I'm sitting Shivah. Or its probably more true to say, I'm lying Shivah, given my tendency to horizontalism. And just because no- one's died, doesn't mean you don't have to feel sorry for me.

I'm in mourning for my birthplace, my home of 53 years, South Africa.

But no one's phoning me, visiting or bringing me babkas. The mirrors are uncovered; wherever I look, I see my shrinking little red eyelets.

I'm a grown-up woman, for goodness sake, so why do I feel like collapsing in a helpless yelping heap?

We arrived in Beit Shemesh at the end of August. I saw white villas, brilliantly hued bougainvillea, the most handsome young Israeli men. There was a split second there, when I might even have believed I was on an exotic Mediterranean holiday.

We had a hilarious moment, with a couple of men outside Mister Zol.

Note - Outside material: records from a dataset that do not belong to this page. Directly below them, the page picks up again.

use crate::domain::escrow::{Escrow, EscrowStatus};
use crate::domain::milestone::{EscrowMilestone, MilestoneStatus};
use crate::domain::money::{DEFAULT_CURRENCY, format_currency, normalise_currency, parse_amount};
use crate::domain::note::EscrowNote;
use crate::domain::patch::{CreateEscrow, EscrowPatch, MilestoneEntry, NoteDraft, NoteEntry, Patch};
use crate::domain::ports::{
    EscrowStoreRef, OrderDirectoryRef, OrderSummary, ReleasePolicyRepository,
};
use crate::domain::scope::{ActorContext, ProviderScope};
use crate::error::{EscrowError, Result};
use chrono::{DateTime, Duration, Utc};
use rust_decimal::Decimal;
use serde::Serialize;
use serde_json::{Map, Value};
use std::collections::HashMap;
use std::sync::Arc;
use tokio::sync::{Mutex, OwnedMutexGuard};
use uuid::Uuid;

/// Fully hydrated escrow returned by every engine operation: the aggregate
/// plus the order/buyer/service summary from the read-model, milestones
/// sorted by sequence, notes pinned-first then newest-first.
#[derive(Debug, Clone, Serialize)]
pub struct EscrowView {
    pub id: Uuid,
    pub order_id: String,
    pub amount: Decimal,
    pub amount_display: String,
    pub currency: String,
    pub status: EscrowStatus,
    pub policy_id: Option<String>,
    pub requires_dual_approval: bool,
    pub auto_release_at: Option<DateTime<Utc>>,
    pub on_hold: bool,
    pub hold_reason: Option<String>,
    pub funded_at: Option<DateTime<Utc>>,
    pub released_at: Option<DateTime<Utc>>,
    pub external_reference: Option<String>,
    pub metadata: Map<String, Value>,
    pub order: Option<OrderSummary>,
    pub milestones: Vec<EscrowMilestone>,
    pub notes: Vec<EscrowNote>,
    pub created_at: DateTime<Utc>,
}

impl EscrowView {
    /// Joins an aggregate with its order summary into the display shape.
    pub fn assemble(escrow: Escrow, order: Option<OrderSummary>) -> Self {
        Self {
            amount_display: format_currency(escrow.amount, &escrow.currency),
            milestones: escrow.sorted_milestones(),
            notes: escrow.sorted_notes(),
            id: escrow.id,
            order_id: escrow.order_id,
            amount: escrow.amount,
            currency: escrow.currency,
            status: escrow.status,
            policy_id: escrow.policy_id,
            requires_dual_approval: escrow.requires_dual_approval,
            auto_release_at: escrow.auto_release_at,
            on_hold: escrow.on_hold,
            hold_reason: escrow.hold_reason,
            funded_at: escrow.funded_at,
            released_at: escrow.released_at,
            external_reference: escrow.external_reference,
            metadata: escrow.metadata,
            order,
            created_at: escrow.created_at,
        }
    }
}

/// Orchestrates escrow status transitions, milestone and note bookkeeping,
/// and policy-driven rules over the storage ports.
///
/// Mutations serialize per escrow through an async lock map (the row-lock
/// analogue); the aggregate is saved whole, so a concurrent reader never
/// observes a milestone change without its parent mutation.
pub struct EscrowEngine {
    store: EscrowStoreRef,
    directory: OrderDirectoryRef,
    policies: Arc<dyn ReleasePolicyRepository>,
    locks: Mutex<HashMap<Uuid, Arc<Mutex<()>>>>,
}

We told them Zol, in South Africa, is the same name for hashish.(Mister Zol is the name of an Israeli supermarket meaning Mister Cheap.) We all laughed uproariously.

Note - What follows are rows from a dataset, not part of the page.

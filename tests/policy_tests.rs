//! Release policy registries and the policy-driven escrow rules.

use escrow_core::application::engine::EscrowEngine;
use escrow_core::application::policies::PlatformPolicyRegistry;
use escrow_core::domain::patch::{CreateEscrow, EscrowPatch};
use escrow_core::domain::policy::PolicyDraft;
use escrow_core::domain::ports::{OrderSummary, ReleasePolicyRepository};
use escrow_core::domain::scope::ActorContext;
use escrow_core::infrastructure::in_memory::{
    InMemoryEscrowStore, InMemoryOrderDirectory, InMemorySettingsStore,
};
use serde_json::json;
use std::sync::Arc;

fn setup() -> (EscrowEngine, Arc<PlatformPolicyRegistry>, Arc<InMemoryOrderDirectory>) {
    let directory = Arc::new(InMemoryOrderDirectory::new());
    let policies = Arc::new(PlatformPolicyRegistry::new(Arc::new(
        InMemorySettingsStore::new(),
    )));
    let engine = EscrowEngine::new(
        Arc::new(InMemoryEscrowStore::new()),
        directory.clone(),
        policies.clone(),
    );
    (engine, policies, directory)
}

fn register(directory: &InMemoryOrderDirectory, order_id: &str) {
    directory.register_order(OrderSummary {
        order_id: order_id.to_string(),
        ..Default::default()
    });
}

fn create_cmd(order: &str, amount: i64, policy: &str) -> CreateEscrow {
    serde_json::from_value(json!({
        "order_id": order,
        "amount": amount,
        "policy_id": policy,
    }))
    .unwrap()
}

#[tokio::test]
async fn test_slug_uniquification_survives_reload() {
    let (_, policies, _) = setup();
    let actor = ActorContext::system();
    let draft = |name: &str| PolicyDraft {
        name: Some(name.to_string()),
        ..Default::default()
    };

    assert_eq!(
        policies.create(None, draft("Standard Release"), &actor).await.unwrap().id,
        "standard-release"
    );
    assert_eq!(
        policies.create(None, draft("Standard Release"), &actor).await.unwrap().id,
        "standard-release-2"
    );

    // The ids come back from the persisted document, not registry state.
    let ids: Vec<String> = policies
        .list(None)
        .await
        .unwrap()
        .into_iter()
        .map(|p| p.id)
        .collect();
    assert_eq!(ids, vec!["standard-release", "standard-release-2"]);
}

#[tokio::test]
async fn test_policy_forces_dual_approval_and_deadline() {
    let (engine, policies, directory) = setup();
    let actor = ActorContext::system();
    register(&directory, "O1");

    let policy = policies
        .create(
            None,
            serde_json::from_value::<PolicyDraft>(json!({
                "name": "Standard Release",
                "auto_release_days": 14,
                "requires_dual_approval": true,
            }))
            .unwrap(),
            &actor,
        )
        .await
        .unwrap();

    let view = engine
        .create(create_cmd("O1", 100, &policy.id), &actor)
        .await
        .unwrap();
    assert!(view.requires_dual_approval);
    let deadline = view.auto_release_at.expect("deadline should be armed");
    let days = (deadline - view.created_at).num_days();
    assert!((13..=14).contains(&days));

    // Clearing the deadline sticks: unrelated updates must not re-arm it.
    let view = engine
        .update(
            view.id,
            serde_json::from_value::<EscrowPatch>(json!({ "auto_release_at": null })).unwrap(),
            &actor,
            None,
        )
        .await
        .unwrap();
    assert_eq!(view.auto_release_at, None);

    let view = engine
        .update(
            view.id,
            serde_json::from_value::<EscrowPatch>(json!({ "status": "funded" })).unwrap(),
            &actor,
            None,
        )
        .await
        .unwrap();
    assert_eq!(view.auto_release_at, None);

    // Re-attaching the policy arms it again.
    let view = engine
        .update(
            view.id,
            serde_json::from_value::<EscrowPatch>(json!({ "policy_id": policy.id })).unwrap(),
            &actor,
            None,
        )
        .await
        .unwrap();
    assert!(view.auto_release_at.is_some());
}

#[tokio::test]
async fn test_policy_cap_rejects_large_amounts() {
    let (engine, policies, directory) = setup();
    let actor = ActorContext::system();
    register(&directory, "O1");
    register(&directory, "O2");

    let policy = policies
        .create(
            None,
            serde_json::from_value::<PolicyDraft>(json!({
                "name": "Capped",
                "max_amount": "500",
            }))
            .unwrap(),
            &actor,
        )
        .await
        .unwrap();

    let err = engine
        .create(create_cmd("O1", 900, &policy.id), &actor)
        .await
        .unwrap_err();
    assert!(err.is_validation());
    assert!(err.to_string().contains("cap"));

    let view = engine
        .create(create_cmd("O2", 400, &policy.id), &actor)
        .await
        .unwrap();

    // Raising the amount above the cap on update also fails.
    let err = engine
        .update(
            view.id,
            serde_json::from_value::<EscrowPatch>(json!({ "amount": 600 })).unwrap(),
            &actor,
            None,
        )
        .await
        .unwrap_err();
    assert!(err.is_validation());
}

#[tokio::test]
async fn test_unknown_policy_reference_is_accepted() {
    let (engine, _, directory) = setup();
    let actor = ActorContext::system();
    register(&directory, "O1");

    let view = engine
        .create(create_cmd("O1", 100, "legacy-terms"), &actor)
        .await
        .unwrap();
    assert_eq!(view.policy_id.as_deref(), Some("legacy-terms"));
    assert_eq!(view.auto_release_at, None);
    assert!(!view.requires_dual_approval);
}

The joke stopped there. This was no joke. This was Aliyah.

This was the land of the swarthy and high muscle tone; here was no room for flabbiness of any kind - I realized very soon, this was a case of toughen up, toots, or be damned.

'Firm up, Flopsie ', I pleaded, nay, ordered myself. 'This is no time for tissues, this is the time for strength, resolve, character, tenacity. You're assuming your Right of Return, so nu, assume. Now dry up and behave like the adult you're meant to be.'

If my daughter doesn't listen to me, why should I listen to me

Why is everything so different here?

The steering wheels are on the wrong side of the cars, the politics are mind-boggling, the bought chicken still has feathers on it, and the stultifying heat receives no reprieve from rain. And sorry for this but Israelis haven't a clue how to make chocolate.

I feel a confession coming over me; I'm a show-off. And a show-off needs an audience. Oh, the degradation of no longer having admirers, ready recipients of my wit, eager crowds appreciating my one-woman-schtick. Learning to live without the laughs is what wounds this tragi-comic the most.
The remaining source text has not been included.